= What is required =
Copy every line from the data below in which the string "FormatOptions" can be found.

Records contained in a dataset
....................

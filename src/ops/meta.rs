use std::time::{Duration, SystemTime};

use crate::consts::InodePointer;
use crate::structure::Image;
use crate::util::error::Result;
use crate::util::mode::{FileType, ModeBitsHelper};

pub type UserId = u32;
pub type GroupId = u32;

/// Attributes of one inode, in the shape file-system front ends expect.
#[derive(Debug, Clone, PartialEq, Eq)]
pub struct Metadata {
    pub inode: InodePointer,
    pub inode_type: FileType,
    pub accessed_at: SystemTime,
    pub modified_at: SystemTime,
    pub changed_at: SystemTime,
    pub permissions: u16,
    pub nlinks: u32,
    pub user_id: UserId,
    pub group_id: GroupId,
    pub size: u64,
    /// 512-byte sectors allocated to the inode.
    pub blocks: u64,
    pub flags: u32,
}

impl Metadata {
    pub fn read(image: &Image, inode: InodePointer) -> Result<Metadata> {
        let record = image.read_inode(inode)?;
        Ok(Metadata {
            inode,
            inode_type: record.file_type(),
            accessed_at: to_system_time(record.atime),
            modified_at: to_system_time(record.mtime),
            changed_at: to_system_time(record.ctime),
            permissions: record.mode.get_permissions(),
            nlinks: record.links_count as u32,
            user_id: record.uid as UserId,
            group_id: record.gid as GroupId,
            size: record.size as u64,
            blocks: record.blocks as u64,
            flags: record.flags,
        })
    }
}

fn to_system_time(seconds: u32) -> SystemTime {
    SystemTime::UNIX_EPOCH + Duration::from_secs(seconds as u64)
}

#[cfg(test)]
mod tests {
    use super::*;
    use crate::consts::ROOT_INODE;
    use crate::fs::{format_image, FormatOptions};

    #[test]
    fn root_metadata() {
        let image = format_image(&FormatOptions::default()).unwrap();
        let meta = Metadata::read(&image, ROOT_INODE).unwrap();
        assert_eq!(meta.inode_type, FileType::Directory);
        assert_eq!(meta.permissions, 0o755);
        assert_eq!(meta.nlinks, 3);
        assert_eq!(meta.size, 1024);
        assert_eq!(meta.blocks, 2);
        assert!(meta.modified_at > SystemTime::UNIX_EPOCH);
    }
}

....................

= Response =
    use crate::fs::{format_image, FormatOptions};
        let image = format_image(&FormatOptions::default()).unwrap();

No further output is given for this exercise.